Si le titre du film évoque le désir d’un idéal inaccessible, on anticipe d’emblée la pointe d’ironie du cinéaste. Il n’est plus à la recherche d’un paradis sur Terre mais il observe. Il tente de comprendre le monde qui l’entoure par un regard si déconcerté qu’on se demande parfois s’il pense encore en faire partie. Mais It Must Be Heaven est aussi une quête personnelle.
Contrairement à ses précédents long-métrages, le cinéaste est à l’écran dans quasiment toutes les séquences. Pas de personnage secondaire qui évolue, pas d’intrigue secondaire, seulement lui, son regard et son silence. Cette présence introspective est accentuée par le cadrage, il n’est pas simplement à l’écran, il est au centre même de celui-ci. La centralité et la composition épurée a été une ligne directrice dans ses films, mais il atteint une autre dimension ici. Qu’il soit de face, de profil, statique ou en déplacement, le cinéaste est au centre de l’écran, même si la caméra doit se synchroniser à ses pas façon Ozu. En se positionnant ainsi il crée un paradoxe, une ambiguïté entre la réalité et la fiction. Il est même difficile de qualifier le rôle d’Elia Suleiman de « personnage » puisqu’il joue son propre rôle, aborde ses propres réalités dans un film dont il semble être le seul « personnage » récurrent. La barrière s’efface un peu plus lorsque des producteurs (Vincent Maraval et Nancy Grant) acceptent de jouer leur propre rôle et de faire l'autocritique de l’industrie du cinéma… au cinéma.
La bande-son nous installe dans une ambiance estivale, dans un univers léger au quotidien pourtant bien rempli de rapports de pouvoir. Il aborde à travers son regard inquisiteur et parfois déconcerté les grands sujets de société tels que le statut de la femme, l’autorité, la marginalité parfois, et bien-sûr, la Palestine. Toutes ces thématiques se matérialisent dans des jeux de tension qui traversent toutes les couches de notre société. Pas besoin d’être à Jérusalem pour voir de la violence, de la domination ou de la soumission. Le cinéaste nous confronte aux scènes oubliées de tous les jours et nous réveille tel un chant de coq. Dans tous ces lieux communs où nous avançons les yeux fermés, le cinéaste les a grands ouverts et il nous invite à y regarder à travers une foule absente de l’écran. Le réalisateur a parsemé les villes de situations incongrues :
un SDF indifférent à l’aide du SAMU, un groupe d’agent de sécurité suivant de près une vieille dame, des américaines portant toutes des armes à feu au quotidien…
pourtant absurdes, ses situations reflètent indéniablement notre société.

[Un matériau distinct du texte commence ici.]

//! RTMP chunk stream codec
//!
//! ```text
//! +--------------+----------------+--------------------+--------------+
//! | Basic Header | Message Header | Extended Timestamp | Chunk Data   |
//! | 1-3 bytes    | 0, 3, 7 or 11  | 0 or 4 bytes       | <= chunk size|
//! +--------------+----------------+--------------------+--------------+
//! ```
//!
//! Format 0 carries a full header, 1 omits the stream id, 2 carries only
//! a timestamp delta and 3 inherits everything from the previous chunk on
//! the same chunk stream. Reassembly state is kept per chunk stream, so
//! messages on different chunk streams may interleave.

use std::collections::HashMap;

use bytes::{BufMut, Bytes, BytesMut};
use tokio::io::{AsyncRead, AsyncReadExt, AsyncWrite, AsyncWriteExt, BufReader};

use super::constants::{
    msg_type, DEFAULT_CHUNK_SIZE, EXTENDED_TIMESTAMP, MAX_CHUNK_SIZE, MAX_MESSAGE_SIZE,
};
use super::message::{Command, RtmpMessage};
use crate::error::{ChunkError, Result};

#[derive(Debug, Default)]
struct ChunkStream {
    started: bool,
    timestamp: u32,
    delta: u32,
    length: usize,
    type_id: u8,
    stream_id: u32,
    extended: bool,
    payload: BytesMut,
}

/// Reads whole messages from a chunked byte stream
pub struct ChunkReader<R> {
    reader: BufReader<R>,
    chunk_size: usize,
    streams: HashMap<u32, ChunkStream>,
    bytes_read: u64,
    ack_window: u32,
    last_ack: u64,
}

impl<R: AsyncRead + Unpin> ChunkReader<R> {
    pub fn new(reader: R) -> Self {
        Self {
            reader: BufReader::new(reader),
            chunk_size: DEFAULT_CHUNK_SIZE as usize,
            streams: HashMap::new(),
            bytes_read: 0,
            ack_window: 0,
            last_ack: 0,
        }
    }

    /// Apply a hop-local protocol control message
    ///
    /// Returns true when `message` was protocol control and must not be
    /// relayed to the other hop.
    pub fn apply_control(&mut self, message: &RtmpMessage) -> Result<bool> {
        match message.type_id {
            msg_type::SET_CHUNK_SIZE => {
                // The top bit is reserved and must be ignored.
                let size = message.control_value()? & MAX_CHUNK_SIZE;
                self.set_chunk_size(size)?;
                tracing::trace!(chunk_size = size, "Peer chunk size changed");
            }
            msg_type::WINDOW_ACK_SIZE => {
                self.ack_window = message.control_value()?;
            }
            _ => return Ok(message.is_protocol_control()),
        }
        Ok(true)
    }

    /// Sequence number to acknowledge, once a full window was received
    pub fn take_ack(&mut self) -> Option<u32> {
        if self.ack_window == 0 || self.bytes_read - self.last_ack < u64::from(self.ack_window) {
            return None;
        }
        self.last_ack = self.bytes_read;
        Some(self.bytes_read as u32)
    }

    /// Apply a SetChunkSize received from the peer
    pub fn set_chunk_size(&mut self, size: u32) -> Result<()> {
        if size == 0 || size > MAX_CHUNK_SIZE {
            return Err(ChunkError::InvalidChunkSize(size).into());
        }
        self.chunk_size = size as usize;
        Ok(())
    }

    pub fn chunk_size(&self) -> usize {
        self.chunk_size
    }

    /// Total bytes consumed, for acknowledgements
    pub fn bytes_read(&self) -> u64 {
        self.bytes_read
    }

    /// Read chunks until one message is complete
    pub async fn read_message(&mut self) -> Result<RtmpMessage> {
        loop {
            if let Some(message) = self.read_chunk().await? {
                return Ok(message);
            }
        }
    }

    async fn read_chunk(&mut self) -> Result<Option<RtmpMessage>> {
        let first = self.read_u8().await?;
        let fmt = first >> 6;
        let csid = match u32::from(first & 0x3F) {
            0 => 64 + u32::from(self.read_u8().await?),
            1 => {
                let lo = u32::from(self.read_u8().await?);
                let hi = u32::from(self.read_u8().await?);
                64 + lo + hi * 256
            }
            id => id,
        };

        let mut header = [0u8; 11];
        let header_len = match fmt {
            0 => 11,
            1 => 7,
            2 => 3,
            _ => 0,
        };
        self.read_exact(&mut header[..header_len]).await?;

        let stream = self.streams.entry(csid).or_default();
        if fmt != 0 && !stream.started {
            return Err(ChunkError::MissingHeader(csid).into());
        }

        let starts_message = stream.payload.is_empty();
        if fmt <= 2 {
            let ts = u24(&header[0..3]);
            stream.extended = ts >= EXTENDED_TIMESTAMP;
            if fmt == 0 {
                stream.timestamp = ts;
                stream.delta = 0;
            } else {
                stream.delta = ts;
            }
            if fmt <= 1 {
                stream.length = u24(&header[3..6]) as usize;
                stream.type_id = header[6];
            }
            if fmt == 0 {
                stream.stream_id = u32::from_le_bytes([header[7], header[8], header[9], header[10]]);
            }
        }
        stream.started = true;

        let extended = stream.extended;
        let length = stream.length;
        if length > MAX_MESSAGE_SIZE {
            return Err(ChunkError::MessageTooLarge {
                size: length,
                max: MAX_MESSAGE_SIZE,
            }
            .into());
        }

        if extended {
            let mut ext = [0u8; 4];
            self.read_exact(&mut ext).await?;
            let value = u32::from_be_bytes(ext);
            let stream = self.stream_mut(csid);
            if fmt == 0 {
                stream.timestamp = value;
            } else if fmt <= 2 {
                stream.delta = value;
            }
        }

        if fmt != 0 && starts_message {
            let stream = self.stream_mut(csid);
            stream.timestamp = stream.timestamp.wrapping_add(stream.delta);
        }

        let have = self.stream_mut(csid).payload.len();
        let need = length
            .checked_sub(have)
            .ok_or(ChunkError::LengthMismatch {
                csid,
                length,
                received: have,
            })?
            .min(self.chunk_size);
        let mut data = vec![0u8; need];
        self.read_exact(&mut data).await?;

        let stream = self.stream_mut(csid);
        stream.payload.extend_from_slice(&data);
        if stream.payload.len() < length {
            return Ok(None);
        }

        let payload = stream.payload.split().freeze();
        Ok(Some(RtmpMessage {
            csid,
            timestamp: stream.timestamp,
            type_id: stream.type_id,
            stream_id: stream.stream_id,
            payload,
        }))
    }

    fn stream_mut(&mut self, csid: u32) -> &mut ChunkStream {
        self.streams.entry(csid).or_default()
    }

    async fn read_u8(&mut self) -> Result<u8> {
        let b = self.reader.read_u8().await?;
        self.bytes_read += 1;
        Ok(b)
    }

    async fn read_exact(&mut self, buf: &mut [u8]) -> Result<()> {
        self.reader.read_exact(buf).await?;
        self.bytes_read += buf.len() as u64;
        Ok(())
    }
}

/// Read until the next command message
///
/// Protocol control is applied to the reader and acknowledgements are
/// written back on the same hop; everything else before the command is
/// dropped.
pub async fn read_command<R, W>(
    reader: &mut ChunkReader<R>,
    writer: &mut ChunkWriter<W>,
) -> Result<(RtmpMessage, Command)>
where
    R: AsyncRead + Unpin,
    W: AsyncWrite + Unpin,
{
    loop {
        let message = reader.read_message().await?;
        if let Some(sequence) = reader.take_ack() {
            writer
                .write_message(&RtmpMessage::acknowledgement(sequence))
                .await?;
        }
        if reader.apply_control(&message)? {
            continue;
        }
        if message.is_command() {
            let command = Command::decode(&message)?;
            return Ok((message, command));
        }
        tracing::trace!(type_id = message.type_id, "Skipping message while waiting for a command");
    }
}

fn u24(b: &[u8]) -> u32 {
    u32::from(b[0]) << 16 | u32::from(b[1]) << 8 | u32::from(b[2])
}

/// Writes messages as chunks
pub struct ChunkWriter<W> {
    writer: W,
    chunk_size: usize,
}

impl<W: AsyncWrite + Unpin> ChunkWriter<W> {
    pub fn new(writer: W) -> Self {
        Self {
            writer,
            chunk_size: DEFAULT_CHUNK_SIZE as usize,
        }
    }

    /// Change the outbound chunk size
    ///
    /// The caller announces it with a SetChunkSize message first.
    pub fn set_chunk_size(&mut self, size: u32) -> Result<()> {
        if size == 0 || size > MAX_CHUNK_SIZE {
            return Err(ChunkError::InvalidChunkSize(size).into());
        }
        self.chunk_size = size as usize;
        Ok(())
    }

    pub fn chunk_size(&self) -> usize {
        self.chunk_size
    }

    pub async fn write_message(&mut self, message: &RtmpMessage) -> Result<()> {
        let data = encode_message(message, self.chunk_size);
        self.writer.write_all(&data).await?;
        self.writer.flush().await?;
        Ok(())
    }

    pub async fn shutdown(&mut self) -> Result<()> {
        self.writer.shutdown().await?;
        Ok(())
    }
}

/// Chunk one message: a format 0 chunk followed by format 3 chunks
pub fn encode_message(message: &RtmpMessage, chunk_size: usize) -> Bytes {
    let chunk_size = chunk_size.max(1);
    let payload = &message.payload;
    let chunks = payload.len().div_ceil(chunk_size).max(1);
    let extended = message.timestamp >= EXTENDED_TIMESTAMP;

    let mut buf = BytesMut::with_capacity(payload.len() + 18 + chunks * 8);

    put_basic_header(&mut buf, 0, message.csid);
    let ts = if extended { EXTENDED_TIMESTAMP } else { message.timestamp };
    put_u24(&mut buf, ts);
    put_u24(&mut buf, payload.len() as u32);
    buf.put_u8(message.type_id);
    buf.put_u32_le(message.stream_id);
    if extended {
        buf.put_u32(message.timestamp);
    }

    for (i, chunk) in payload.chunks(chunk_size).enumerate() {
        if i > 0 {
            put_basic_header(&mut buf, 3, message.csid);
            if extended {
                buf.put_u32(message.timestamp);
            }
        }
        buf.put_slice(chunk);
    }

    buf.freeze()
}

fn put_basic_header(buf: &mut BytesMut, fmt: u8, csid: u32) {
    match csid {
        2..=63 => buf.put_u8(fmt << 6 | csid as u8),
        64..=319 => {
            buf.put_u8(fmt << 6);
            buf.put_u8((csid - 64) as u8);
        }
        _ => {
            let id = csid.saturating_sub(64).min(0xFFFF);
            buf.put_u8(fmt << 6 | 1);
            buf.put_u8((id & 0xFF) as u8);
            buf.put_u8((id >> 8) as u8);
        }
    }
}

fn put_u24(buf: &mut BytesMut, value: u32) {
    buf.put_slice(&value.to_be_bytes()[1..]);
}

Et machinalement, Elia Suleiman répète la chanson, montrant successivement son expression, puis ce qui la provoque dans un dispositif de champ contre-champ, qui comparé à ses autres films est ici quasi-permanent. De nombreux plans sont resserrés sur son visage qui regarde, qui nous regarde parfois, donnant l’impression de nous accueillir dans son intériorité pour nous en rejeter en permanence, comme une invitation à y trouver notre propre interprétation.
Pendant près de deux heures, on devient le compagnon de voyage du cinéaste à la recherche d’un producteur pour son nouveau film. Cette quête aux légères sensations d’épilogue nous mène à travers les villes qui ont marqué son parcours. Elia Suleiman, originaire de Nazareth, a vécu aux États-Unis où il découvre en profondeur le cinéma, et vit actuellement en France. Après des films portés sur l’identité palestinienne, sa rencontre amoureuse et le deuil de ses proches, est venu le temps d’une réflexion personnelle sur son statut de cinéaste, d’apatride palestinien, de militant mais aussi de cinquantenaire d’une autre époque. Parce que ce film est mélancolique, nostalgique, et qu’on sent que le temps a passé pour le cinéaste. Dans la dernière scène du film,
l’avenir de la Palestine semble être entre de bonnes mains, seulement ce ne sont plus les siennes. Il regarde l’avenir avec espoir mais il sait, sans être défaitiste, qu’il n’est plus de la partie. Face à la jeunesse qui danse, libre et énergique, lui est assis, un verre à la main, il boit en souvenir d’un combat qu’il a mené un temps.